The request submitted to RFI dates back to July 2019. Local authorities, along with operators represented by the management of the Gorizia freight terminal (Sdag), urged the national rail infrastructure operator to move forward with a long-awaited project of strategic importance to the area. Only now, nearly six years later, at the end of May 2025, has RFI awarded the contract for the design of what is referred to as the Gorizia freight “lunetta”, the link directly connecting the Udine-Gorizia-Monfalcone line with Gorizia-Nova Gorica and hence with the Slovenian network.
The petition launched in 2019 aimed to shake the stalemate created by RFI’s apparent disengagement, though it is clear that the operator’s planning priorities were elsewhere, despite opportunities offered by the national recovery plan. The current phase concerns only the first step, the design of the project, not yet the tender for construction works, which will follow later. The design contract has been awarded to Infrarail, a company within the same FS group. Meanwhile, the estimated costs for the project have risen from an initial forecast of 12 million euros to 20 million.
The final design of the lunetta foresees the construction of a single-track connection almost one and a half kilometres in length, including line electrification and a short realignment of the historic railway on the Slovenian side for about 260 metres. The turnout at the freight terminal junction on the Gorizia-Nova Gorica line will also be relocated to allow 750-metre freight trains to enter the link. Train control systems located at Gorizia Centrale will be upgraded as well.
Though the infrastructure may appear modest in scope, it will enable direct freight train connections from Trieste or Venice to the Slovenian line (and vice versa) without the need to reverse direction at Gorizia, eliminating the locomotive turnaround. This will translate into shorter journey times and, more significantly, the elimination of shunting operations. Due to such limitations, freight services are currently effectively suspended.
The benefits will extend beyond through-trains from the national network or the port terminals of Trieste and Monfalcone, enhancing the value of the Sdag terminal in Gorizia, an intermodal logistics platform covering 60 hectares and specialising in agri-food and temperature-controlled goods.
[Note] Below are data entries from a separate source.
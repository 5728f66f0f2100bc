#![forbid(unsafe_code)]
#![cfg_attr(docsrs, feature(doc_cfg))]
#![doc = include_str!("../README.md")]

mod mock;

pub use mock::{MemoryIndex, MemoryIndexConfig, RecordingStorage, StorageCall, StoredEntry};
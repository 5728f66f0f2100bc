//! Fingerprint index trait.

use std::path::Path;
use std::sync::Arc;

use super::QueryMatch;
use crate::Result;
use crate::audio::{AudioId, AudioInfo};

/// An index mapping asset identifiers to descriptors, searchable by the
/// fingerprint of an audio file.
///
/// Calls are synchronous: implementations are expected to be local or to
/// block internally. Every method may be called concurrently.
pub trait FingerprintIndex: Send + Sync {
    /// Registers `info` under `id`, fingerprinting the file at `path`.
    ///
    /// `path` is `None` when the asset is not present locally; whether such
    /// a registration is accepted is up to the implementation. Returns the
    /// index's own success flag.
    fn store(&self, id: AudioId, path: Option<&Path>, info: &AudioInfo) -> Result<bool>;

    /// Returns the best match for the audio at `path`.
    ///
    /// Fails with [`ErrorKind::NotFound`](crate::ErrorKind::NotFound) when
    /// nothing matches.
    fn query(&self, path: &Path) -> Result<QueryMatch>;

    /// Returns every match for the audio at `path`, best first.
    fn query_list(&self, path: &Path) -> Result<Vec<QueryMatch>>;

    /// Returns the descriptor registered under `id`.
    fn describe(&self, id: AudioId) -> Result<AudioInfo>;
}

impl<T: FingerprintIndex + ?Sized> FingerprintIndex for Arc<T> {
    fn store(&self, id: AudioId, path: Option<&Path>, info: &AudioInfo) -> Result<bool> {
        (**self).store(id, path, info)
    }

    fn query(&self, path: &Path) -> Result<QueryMatch> {
        (**self).query(path)
    }

    fn query_list(&self, path: &Path) -> Result<Vec<QueryMatch>> {
        (**self).query_list(path)
    }

    fn describe(&self, id: AudioId) -> Result<AudioInfo> {
        (**self).describe(id)
    }
}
The rail lunetta will serve the terminal and allow the freight village and surrounding logistics hub to fully operate as a hinterland extension of the ports, particularly as all connections will be electrified.
However, the puzzle of cross-border connectivity will only be complete when Slovenia upgrades the Transalpine railway as far as Jesenice, a junction with Austria, not to mention the need for a new section linking the existing Gorizia-Nova Gorica international route with the Nova Gorica-Ljubljana line.